### Collected data
--- START ---

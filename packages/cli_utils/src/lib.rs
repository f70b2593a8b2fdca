#![cfg_attr(feature = "fail-on-warnings", deny(warnings))]
#![warn(clippy::all, clippy::pedantic, clippy::nursery, clippy::cargo)]
#![allow(clippy::multiple_crate_versions, clippy::cargo_common_metadata)]

//! Shared CLI utilities for the forest loss toolchain.
//!
//! Provides an `indicatif`-backed [`ProgressCallback`] for extraction
//! progress, plus [`init_logger`] which sets up `indicatif-log-bridge` so
//! that `log::info!` and friends are suspended while progress bars redraw.

use std::sync::Arc;
use std::time::Duration;

use forest_loss_extract::progress::ProgressCallback;
use indicatif::{ProgressBar, ProgressStyle};

pub use indicatif::MultiProgress;

/// An `indicatif` [`ProgressBar`] that implements [`ProgressCallback`].
pub struct IndicatifProgress {
    bar: ProgressBar,
    /// Style to switch to once `set_total()` provides a known length.
    bar_style: ProgressStyle,
}

impl IndicatifProgress {
    /// Creates a progress indicator for extraction. Starts as a spinner,
    /// since extractors may block before knowing how much work there is,
    /// and becomes a unit counter once [`ProgressCallback::set_total()`]
    /// is called.
    #[must_use]
    pub fn extraction_bar(multi: &MultiProgress, message: &str) -> Arc<dyn ProgressCallback> {
        let bar = multi.add(ProgressBar::new_spinner());
        bar.enable_steady_tick(Duration::from_millis(100));
        bar.set_style(
            ProgressStyle::with_template("{spinner:.green} {msg} [{elapsed}]")
                .unwrap_or_else(|_| ProgressStyle::default_spinner()),
        );
        bar.set_message(message.to_string());

        let bar_style = ProgressStyle::with_template(
            "  {msg} {wide_bar:.green/dim} {pos}/{len} units [{elapsed}]",
        )
        .unwrap_or_else(|_| ProgressStyle::default_bar())
        .progress_chars("##-");

        Arc::new(Self { bar, bar_style })
    }
}

impl ProgressCallback for IndicatifProgress {
    fn set_total(&self, total: u64) {
        self.bar.set_length(total);
        self.bar.set_position(0);
        self.bar.set_style(self.bar_style.clone());
    }

    fn inc(&self, delta: u64) {
        self.bar.inc(delta);
    }

    fn set_message(&self, msg: String) {
        self.bar.set_message(msg);
    }

    fn finish_and_clear(&self) {
        self.bar.finish_and_clear();
    }
}

/// Initializes the global logger wrapped in `indicatif-log-bridge` so that
/// `log::info!` and friends are suspended while progress bars redraw.
///
/// Returns the [`MultiProgress`] that all progress bars must be added to.
#[must_use]
pub fn init_logger() -> MultiProgress {
    let multi = MultiProgress::new();

    let logger = pretty_env_logger::formatted_builder()
        .parse_env("RUST_LOG")
        .build();
    let level = logger.filter();

    indicatif_log_bridge::LogWrapper::new(multi.clone(), logger)
        .try_init()
        .ok(); // Ignore error if logger was already set (e.g., in tests)

    log::set_max_level(level);

    multi
}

--- END ---

### The task
What you return must match the data line for line.

### Task answer
filename packages/cli_utils/src/lib.rs
repository f70b2593a8b2fdca
#![cfg_attr(feature = "fail-on-warnings", deny(warnings))]
#![warn(clippy::all, clippy::pedantic, clippy::nursery, clippy::cargo)]
#![allow(clippy::multiple_crate_versions, clippy::cargo_common_metadata)]

//! Shared CLI utilities for the forest loss toolchain.
//!
//! Provides an `indicatif`-backed [`ProgressCallback`] for extraction
//! progress, plus [`init_logger`] which sets up `indicatif-log-bridge` so
//! that `log::info!` and friends are suspended while progress bars redraw.

use std::sync::Arc;
use std::time::Duration;

use forest_loss_extract::progress::ProgressCallback;
use indicatif::{ProgressBar, ProgressStyle};

pub use indicatif::MultiProgress;

/// An `indicatif` [`ProgressBar`] that implements [`ProgressCallback`].
pub struct IndicatifProgress {
    bar: ProgressBar,
    /// Style to switch to once `set_total()` provides a known length.
    bar_style: ProgressStyle,
}

impl IndicatifProgress {
    /// Creates a progress indicator for extraction. Starts as a spinner,
    /// since extractors may block before knowing how much work there is,
    /// and becomes a unit counter once [`ProgressCallback::set_total()`]
    /// is called.
    #[must_use]
    pub fn extraction_bar(multi: &MultiProgress, message: &str) -> Arc<dyn ProgressCallback> {
        let bar = multi.add(ProgressBar::new_spinner());
        bar.enable_steady_tick(Duration::from_millis(100));
        bar.set_style(
            ProgressStyle::with_template("{spinner:.green} {msg} [{elapsed}]")
                .unwrap_or_else(|_| ProgressStyle::default_spinner()),
        );
        bar.set_message(message.to_string());

        let bar_style = ProgressStyle::with_template(
            "  {msg} {wide_bar:.green/dim} {pos}/{len} units [{elapsed}]",
        )
        .unwrap_or_else(|_| ProgressStyle::default_bar())
        .progress_chars("##-");

        Arc::new(Self { bar, bar_style })
    }
}

impl ProgressCallback for IndicatifProgress {
    fn set_total(&self, total: u64) {
        self.bar.set_length(total);
        self.bar.set_position(0);
        self.bar.set_style(self.bar_style.clone());
    }

    fn inc(&self, delta: u64) {
        self.bar.inc(delta);
    }

    fn set_message(&self, msg: String) {
        self.bar.set_message(msg);
    }

    fn finish_and_clear(&self) {
        self.bar.finish_and_clear();
    }
}

/// Initializes the global logger wrapped in `indicatif-log-bridge` so that
/// `log::info!` and friends are suspended while progress bars redraw.
///
/// Returns the [`MultiProgress`] that all progress bars must be added to.
#[must_use]
pub fn init_logger() -> MultiProgress {
    let multi = MultiProgress::new();

    let logger = pretty_env_logger::formatted_builder()
        .parse_env("RUST_LOG")
        .build();
    let level = logger.filter();

    indicatif_log_bridge::LogWrapper::new(multi.clone(), logger)
        .try_init()
        .ok(); // Ignore error if logger was already set (e.g., in tests)

    log::set_max_level(level);

    multi
}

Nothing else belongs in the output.